Task instructions –
Wherever a line in the data holds the word "actor", pull that line out.

START Listed records

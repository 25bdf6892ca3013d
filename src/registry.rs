//! Registry actor
//!
//! The only shared mutable state in the server: identity → session.
//! A single task owns the map and processes commands one at a time, so every
//! check-then-mutate sequence (insert, rename, remove) is one critical section.

use std::collections::HashMap;

use tokio::sync::{mpsc, oneshot};
use tracing::{debug, info};

use crate::error::AppError;
use crate::session::SessionHandle;
use crate::types::SessionId;

/// Commands sent from sessions and the fan-out loop to the Registry actor
#[derive(Debug)]
pub enum RegistryCommand {
    /// Register a new session under its current identity
    Insert {
        handle: SessionHandle,
        reply: oneshot::Sender<Result<(), AppError>>,
    },
    /// Drop a session's entry, if it still owns `identity`
    Remove {
        identity: String,
        id: SessionId,
        reply: oneshot::Sender<bool>,
    },
    /// Move a session from one identity to another
    Rename {
        id: SessionId,
        from: String,
        to: String,
        reply: oneshot::Sender<Result<(), AppError>>,
    },
    /// Find the session registered under `identity`
    Lookup {
        identity: String,
        reply: oneshot::Sender<Option<SessionHandle>>,
    },
    /// All registered sessions, sorted by identity
    Snapshot {
        reply: oneshot::Sender<Vec<SessionHandle>>,
    },
    /// Push a line into every registered mailbox
    FanOut {
        line: String,
        skip: Option<SessionId>,
    },
}

/// The Registry actor
///
/// Uses HashMap for O(1) lookups by identity.
pub struct Registry {
    /// Online sessions: identity -> handle
    sessions: HashMap<String, SessionHandle>,
    /// Command receiver channel
    receiver: mpsc::Receiver<RegistryCommand>,
}

impl Registry {
    /// Create a new Registry with the given command receiver
    pub fn new(receiver: mpsc::Receiver<RegistryCommand>) -> Self {
        Self {
            sessions: HashMap::new(),
            receiver,
        }
    }

    /// Run the Registry event loop
    ///
    /// Continuously receives and processes commands until all handles are dropped.
    pub async fn run(mut self) {
        info!("Registry started");

        while let Some(cmd) = self.receiver.recv().await {
            self.handle_command(cmd);
        }

        info!("Registry shutting down");
    }

    /// Process a single command
    fn handle_command(&mut self, cmd: RegistryCommand) {
        match cmd {
            RegistryCommand::Insert { handle, reply } => {
                let _ = reply.send(self.handle_insert(handle));
            }
            RegistryCommand::Remove {
                identity,
                id,
                reply,
            } => {
                let _ = reply.send(self.handle_remove(&identity, id));
            }
            RegistryCommand::Rename {
                id,
                from,
                to,
                reply,
            } => {
                let _ = reply.send(self.handle_rename(id, from, to));
            }
            RegistryCommand::Lookup { identity, reply } => {
                let _ = reply.send(self.sessions.get(&identity).cloned());
            }
            RegistryCommand::Snapshot { reply } => {
                let mut sessions: Vec<SessionHandle> = self.sessions.values().cloned().collect();
                sessions.sort_by(|a, b| a.identity.cmp(&b.identity));
                let _ = reply.send(sessions);
            }
            RegistryCommand::FanOut { line, skip } => {
                self.handle_fan_out(line, skip);
            }
        }
    }

    fn handle_insert(&mut self, handle: SessionHandle) -> Result<(), AppError> {
        if self.sessions.contains_key(&handle.identity) {
            return Err(AppError::NameInUse(handle.identity));
        }

        debug!("Registered '{}' ({})", handle.identity, handle.id);
        self.sessions.insert(handle.identity.clone(), handle);
        debug!("Online sessions: {}", self.sessions.len());
        Ok(())
    }

    fn handle_remove(&mut self, identity: &str, id: SessionId) -> bool {
        let owned = match self.sessions.get(identity) {
            Some(handle) => handle.id == id,
            None => false,
        };

        let key = if owned {
            Some(identity.to_string())
        } else {
            // Entry may sit under a name the session never learned about
            self.sessions
                .iter()
                .find(|(_, handle)| handle.id == id)
                .map(|(key, _)| key.clone())
        };

        match key {
            Some(key) => {
                self.sessions.remove(&key);
                debug!("Online sessions: {}", self.sessions.len());
                true
            }
            None => false,
        }
    }

    fn handle_rename(&mut self, id: SessionId, from: String, to: String) -> Result<(), AppError> {
        if self.sessions.contains_key(&to) {
            return Err(AppError::NameInUse(to));
        }

        let Some(mut handle) = self.sessions.remove(&from) else {
            return Err(AppError::NotRegistered(from));
        };
        if handle.id != id {
            self.sessions.insert(from.clone(), handle);
            return Err(AppError::NotRegistered(from));
        }

        handle.identity = to.clone();
        self.sessions.insert(to, handle);
        Ok(())
    }

    fn handle_fan_out(&self, line: String, skip: Option<SessionId>) {
        for handle in self.sessions.values() {
            if Some(handle.id) == skip {
                continue;
            }
            // A terminated session is removed on its own shutdown path
            let _ = handle.send(line.clone());
        }
    }
}

/// Cloneable handle for talking to the Registry actor
#[derive(Debug, Clone)]
pub struct RegistryHandle {
    sender: mpsc::Sender<RegistryCommand>,
}

impl RegistryHandle {
    pub fn new(sender: mpsc::Sender<RegistryCommand>) -> Self {
        Self { sender }
    }

    /// Create the actor and its handle; the caller spawns `Registry::run`
    pub fn channel(buffer: usize) -> (Self, Registry) {
        let (sender, receiver) = mpsc::channel(buffer);
        (Self::new(sender), Registry::new(receiver))
    }

    async fn request<T>(
        &self,
        build: impl FnOnce(oneshot::Sender<T>) -> RegistryCommand,
    ) -> Result<T, AppError> {
        let (reply, response) = oneshot::channel();
        self.sender
            .send(build(reply))
            .await
            .map_err(|_| AppError::ChannelSend)?;
        response.await.map_err(|_| AppError::ChannelSend)
    }

    /// Register `handle` under its identity; `NameInUse` on collision
    pub async fn insert(&self, handle: SessionHandle) -> Result<(), AppError> {
        self.request(|reply| RegistryCommand::Insert { handle, reply })
            .await?
    }

    /// Remove session `id`, looked up under `identity` first; returns whether an entry was removed
    pub async fn remove(&self, identity: &str, id: SessionId) -> Result<bool, AppError> {
        let identity = identity.to_string();
        self.request(|reply| RegistryCommand::Remove {
            identity,
            id,
            reply,
        })
        .await
    }

    /// Atomically move session `id` from `from` to `to`
    pub async fn rename(&self, id: SessionId, from: &str, to: &str) -> Result<(), AppError> {
        let (from, to) = (from.to_string(), to.to_string());
        self.request(|reply| RegistryCommand::Rename {
            id,
            from,
            to,
            reply,
        })
        .await?
    }

    pub async fn lookup(&self, identity: &str) -> Result<Option<SessionHandle>, AppError> {
        let identity = identity.to_string();
        self.request(|reply| RegistryCommand::Lookup { identity, reply })
            .await
    }

    pub async fn snapshot(&self) -> Result<Vec<SessionHandle>, AppError> {
        self.request(|reply| RegistryCommand::Snapshot { reply }).await
    }

    /// Deliver `line` to every registered session except `skip`
    pub async fn fan_out(&self, line: String, skip: Option<SessionId>) -> Result<(), AppError> {
        self.sender
            .send(RegistryCommand::FanOut { line, skip })
            .await
            .map_err(|_| AppError::ChannelSend)
    }
}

END Listed records

Task answer –
//! Registry actor
/// Commands sent from sessions and the fan-out loop to the Registry actor
/// The Registry actor
/// Cloneable handle for talking to the Registry actor
    /// Create the actor and its handle; the caller spawns `Registry::run`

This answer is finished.